Dans la perspective de notre sommet, nous pouvons aussi travailler pour libérer tout le potentiel du programme d'investissement de l'Union européenne, ces nouveaux investissements dans des projets mutuellement bénéfiques pour faire progresser les transitions climatique et numérique. Nous souhaitons mettre en marche ces projets, dont la stratégie numérique avec des projets phares, pour veiller à numériser nos économies, à les verdir également. Il faut prendre en considération cette réalité du changement climatique, sans jamais oublier que les citoyens sont au centre de nos ambitions.

Quelques exemples: vous avez les plus grandes réserves de lithium sur Terre et vous avez une industrie automobile forte. L'Union européenne peut soutenir et construire avec vous des chaînes de valeur pour produire la voiture électrique du futur, pour produire des bus électriques, qui sont utiles pour réduire les émissions de carbone dans nos villes. Avec plusieurs d'entre vous, j'ai eu l'occasion de parler de l'hydrogène vert, vous avez de l'eau, vous avez une grande part d'énergies renouvelables dans votre mix énergétique. Nous pouvons développer ces chaînes de valeur avec vous, nous pouvons aussi soutenir vos efforts pour tenter de briser la fracture numérique entre les riches et les pauvres de la société. Nous pouvons être un partenaire pour améliorer la connectivité numérique et électrique, par exemple dans les zones rurales et éloignées. Le potentiel de coopération en ce qui concerne les énergies renouvelables, les réseaux 5G, les transports, l'assainissement et la finance durable est gigantesque. La santé est également un gisement pour une coopération renforcée.

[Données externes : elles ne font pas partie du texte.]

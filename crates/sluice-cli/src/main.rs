//! SLUICE CLI
//!
//! Replays hex-encoded frames through a software interface running a rule
//! program, and reports the action taken on every frame.

mod config;

use anyhow::{Context, Result};
use clap::{Parser, Subcommand};
use serde::Serialize;
use sluice_core::RxAction;
use sluice_datapath::interface::HookId;
use sluice_datapath::soft::SoftInterface;
use sluice_datapath::stats::{RxQueueStatsSnapshot, XskStatistics};
use sluice_datapath::{
    Privilege, Program, ProgramFlags, State, UmemReg, Xsk, XskBindFlags, XskBufferDescriptor,
    XskRingKind,
};
use std::path::{Path, PathBuf};
use std::sync::Arc;

use config::{ReplayConfig, parse_frames};

/// UMEM chunk size of the replay socket
const SOCKET_CHUNK_SIZE: u32 = 2048;

/// Most chunks the replay socket allocates
const SOCKET_MAX_CHUNKS: u32 = 4096;

/// SLUICE - replay frames through rule programs
#[derive(Parser)]
#[command(name = "sluice")]
#[command(author, version, about, long_about = None)]
struct Cli {
    /// Enable verbose output
    #[arg(short, long)]
    verbose: bool,

    /// Enable debug output (implies --verbose)
    #[arg(short, long)]
    debug: bool,

    #[command(subcommand)]
    command: Commands,
}

#[derive(Subcommand)]
enum Commands {
    /// Replay frames through the configured rules
    Replay {
        /// Configuration file
        #[arg(short, long)]
        config: PathBuf,

        /// Frames file, one hex frame per line
        #[arg(short, long)]
        frames: PathBuf,

        /// Interface queue to inject on
        #[arg(short, long, default_value_t = 0)]
        queue: u32,

        /// Print the report as JSON
        #[arg(long)]
        json: bool,
    },

    /// Validate a configuration file
    Check {
        /// Configuration file
        #[arg(short, long)]
        config: PathBuf,
    },
}

/// Verdict on one replayed frame
#[derive(Debug, Serialize)]
struct FrameReport {
    index: usize,
    action: RxAction,
    length: usize,
}

/// Outcome of a replay
#[derive(Debug, Serialize)]
struct ReplayReport {
    frames: Vec<FrameReport>,
    /// Frames the replay socket received, in order
    delivered: Vec<usize>,
    rx: RxQueueStatsSnapshot,
    socket: Option<XskStatistics>,
}

fn main() -> Result<()> {
    let cli = Cli::parse();

    let log_level = if cli.debug {
        "trace"
    } else if cli.verbose {
        "debug"
    } else {
        "info"
    };

    tracing_subscriber::fmt().with_env_filter(log_level).init();

    match cli.command {
        Commands::Replay {
            config,
            frames,
            queue,
            json,
        } => {
            let report = replay(&config, &frames, queue)?;
            print_report(&report, json)?;
        }
        Commands::Check { config } => {
            let config = ReplayConfig::load(&config)?;
            // Redirect targets only need to exist here, not be bound.
            let state = State::new(config.datapath.clone())?;
            let socket = Xsk::create(&state);
            config.build_rules(Some(&socket))?;
            println!(
                "configuration OK: {} rules, interface {} with {} queues",
                config.rules.len(),
                config.interface.if_index,
                config.interface.queue_count
            );
        }
    }

    Ok(())
}

fn replay(config_path: &Path, frames_path: &Path, queue: u32) -> Result<ReplayReport> {
    let config = ReplayConfig::load(config_path)?;
    let content = std::fs::read_to_string(frames_path)
        .with_context(|| format!("failed to read {}", frames_path.display()))?;
    let frames = parse_frames(&content)
        .with_context(|| format!("invalid frames in {}", frames_path.display()))?;

    let state = State::new(config.datapath.clone())?;
    let soft = SoftInterface::new(config.interface.clone());
    state
        .register_interface(soft.clone())
        .context("failed to register interface")?;
    let if_index = config.interface.if_index;

    let socket = if config.needs_socket() {
        Some(open_socket(&state, if_index, queue, frames.len())?)
    } else {
        None
    };

    let rules = config.build_rules(socket.as_ref())?;
    let _program = Program::create(
        &state,
        if_index,
        HookId::RX_INSPECT,
        queue,
        ProgramFlags::empty(),
        rules,
        Privilege::User,
    )
    .context("failed to attach program")?;
    tracing::info!(if_index, queue, frames = frames.len(), "replaying");

    let buffers: Vec<Vec<&[u8]>> = frames
        .iter()
        .map(|frame| frame.iter().map(Vec::as_slice).collect())
        .collect();
    let outcomes = soft
        .inject_fragmented(queue, &buffers)
        .context("replay failed")?;

    let delivered = match &socket {
        Some(socket) => drain_socket(socket)?,
        None => Vec::new(),
    };
    let rx = state
        .binding(if_index)?
        .rx_queue(queue)
        .map(|queue| queue.statistics())
        .unwrap_or_default();

    Ok(ReplayReport {
        frames: outcomes
            .into_iter()
            .enumerate()
            .map(|(index, outcome)| FrameReport {
                index,
                action: outcome.action,
                length: outcome.data.len(),
            })
            .collect(),
        delivered,
        rx,
        socket: socket.map(|socket| socket.statistics()),
    })
}

/// Socket bound to `queue` with a fill ring stocked with every chunk
fn open_socket(state: &Arc<State>, if_index: u32, queue: u32, frames: usize) -> Result<Arc<Xsk>> {
    let chunks = u32::try_from(frames.max(1))
        .unwrap_or(SOCKET_MAX_CHUNKS)
        .next_power_of_two()
        .clamp(8, SOCKET_MAX_CHUNKS);

    let socket = Xsk::create(state);
    socket.set_umem(UmemReg::new(
        u64::from(chunks) * u64::from(SOCKET_CHUNK_SIZE),
        SOCKET_CHUNK_SIZE,
        0,
    ))?;
    socket.set_ring_size(XskRingKind::Rx, chunks)?;
    socket.set_ring_size(XskRingKind::RxFill, chunks)?;
    socket
        .bind(if_index, queue, XskBindFlags::RX)
        .context("failed to bind replay socket")?;
    socket.activate().context("failed to activate replay socket")?;

    let fill = socket
        .ring(XskRingKind::RxFill)
        .context("fill ring missing")?;
    let addresses: Vec<u64> = (0..u64::from(chunks))
        .map(|chunk| chunk * u64::from(SOCKET_CHUNK_SIZE))
        .collect();
    fill.produce(&addresses);
    tracing::debug!(xsk = socket.id(), chunks, "replay socket ready");
    Ok(socket)
}

/// Lengths of the frames waiting in the socket's RX ring
fn drain_socket(socket: &Arc<Xsk>) -> Result<Vec<usize>> {
    let rx = socket.ring(XskRingKind::Rx).context("RX ring missing")?;
    let umem = socket.umem().context("UMEM missing")?;
    rx.consume::<XskBufferDescriptor>(usize::MAX)
        .into_iter()
        .map(|descriptor| {
            let offset = descriptor.address.base() + u64::from(descriptor.address.offset());
            let data = umem.read(offset, descriptor.length as usize)?;
            Ok(data.len())
        })
        .collect()
}

fn print_report(report: &ReplayReport, json: bool) -> Result<()> {
    if json {
        println!("{}", serde_json::to_string_pretty(report)?);
        return Ok(());
    }

    for frame in &report.frames {
        println!("{:>5}  {:<5}  {} bytes", frame.index, format!("{:?}", frame.action), frame.length);
    }
    println!();
    println!(
        "passed {}  dropped {}  redirected {}  forwarded {}  header copies {}",
        report.rx.inspect_frames_passed,
        report.rx.inspect_frames_dropped,
        report.rx.inspect_frames_redirected,
        report.rx.inspect_frames_forwarded,
        report.rx.header_copies
    );
    if let Some(socket) = &report.socket {
        println!(
            "socket received {}  dropped {}  truncated {}",
            report.delivered.len(),
            socket.rx_dropped,
            socket.rx_truncated
        );
    }
    Ok(())
}

#[cfg(test)]
mod tests {
    use super::*;
    use clap::CommandFactory;
    use std::io::Write;
    use tempfile::NamedTempFile;

    // Ethernet + IPv4 + UDP 10.0.0.1:4000 -> 10.0.0.2:<port>, 4-byte payload
    fn udp_frame(port: u16) -> String {
        let port = format!("{port:04x}");
        format!(
            "020000000002020000000001 0800 \
             4500002000000000401100000a0000010a000002 \
             0fa0{port}000c0000 70696e67"
        )
    }

    fn write(content: &str) -> NamedTempFile {
        let mut file = NamedTempFile::new().unwrap();
        file.write_all(content.as_bytes()).unwrap();
        file
    }

    #[test]
    fn test_cli_structure() {
        Cli::command().debug_assert();
    }

    #[test]
    fn test_cli_parse_replay() {
        let cli = Cli::parse_from(["sluice", "--verbose", "replay", "-c", "rules.toml", "-f", "frames.hex"]);
        assert!(cli.verbose);
        assert!(!cli.debug);
        match cli.command {
            Commands::Replay {
                config,
                frames,
                queue,
                json,
            } => {
                assert_eq!(config, PathBuf::from("rules.toml"));
                assert_eq!(frames, PathBuf::from("frames.hex"));
                assert_eq!(queue, 0);
                assert!(!json);
            }
            _ => panic!("Expected Replay command"),
        }
    }

    #[test]
    fn test_replay_drop_and_pass() {
        let config = write(
            "[[rule]]\nmatch = { type = \"udp_dst\", port = 53 }\naction = \"drop\"\n",
        );
        let frames = write(&format!("{}\n{}\n", udp_frame(53), udp_frame(80)));

        let report = replay(config.path(), frames.path(), 0).unwrap();
        assert_eq!(report.frames.len(), 2);
        assert_eq!(report.frames[0].action, RxAction::Drop);
        assert_eq!(report.frames[1].action, RxAction::Pass);
        assert_eq!(report.rx.inspect_frames_dropped, 1);
        assert!(report.socket.is_none());
    }

    #[test]
    fn test_replay_redirect_to_socket() {
        let config = write(
            "[[rule]]\nmatch = { type = \"udp_dst\", port = 53 }\naction = \"redirect\"\n",
        );
        let frames = write(&format!("{}\n{}\n{}\n", udp_frame(53), udp_frame(80), udp_frame(53)));

        let report = replay(config.path(), frames.path(), 0).unwrap();
        assert_eq!(report.frames[0].action, RxAction::Drop);
        assert_eq!(report.frames[1].action, RxAction::Pass);
        assert_eq!(report.delivered, vec![46, 46]);
        assert_eq!(report.rx.inspect_frames_redirected, 2);
    }

    #[test]
    fn test_replay_missing_file() {
        let frames = write("");
        let err = replay(Path::new("/nonexistent/sluice.toml"), frames.path(), 0).unwrap_err();
        assert!(format!("{err:#}").contains("failed to read"));
    }
}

Mesdames et Messieurs, je conclus. Un océan nous sépare, c'est vrai, on a peut-être l'air éloignés d'un point de vue géographique, mais, à bien des égards, nous sommes extrêmement proches. Nous sommes proches dans nos coeurs, nous sommes proches dans nos têtes et nous avons le potentiel pour renforcer ce partenariat et pour relever de nombreux défis. Je pense qu'à la clé, il y a deux conditions qui sont essentielles, c'est la confiance et le respect. Et l'Union européenne sent cet esprit de confiance et de respect mutuel, nous sommes prêts à unir nos forces pour coopérer avec vous.

Et je souhaiterais terminer ce message en citant un célèbre écrivain, Julio Cortázar, grand écrivain franco-argentin né à Bruxelles, qui disait "Nous avons marché sans nous chercher, mais en sachant que nous marchions pour nous trouver". "Andábamos sin buscarnos, pero sabiendo que andábamos para encontrarnos".

Je suis très impatient de vous retrouver à Bruxelles, j'essaierai d'améliorer mon espagnol en prévision de ce sommet. Vous pouvez compter sur l'Union européenne. Merci pour votre chaleureux accueil. Merci à vous.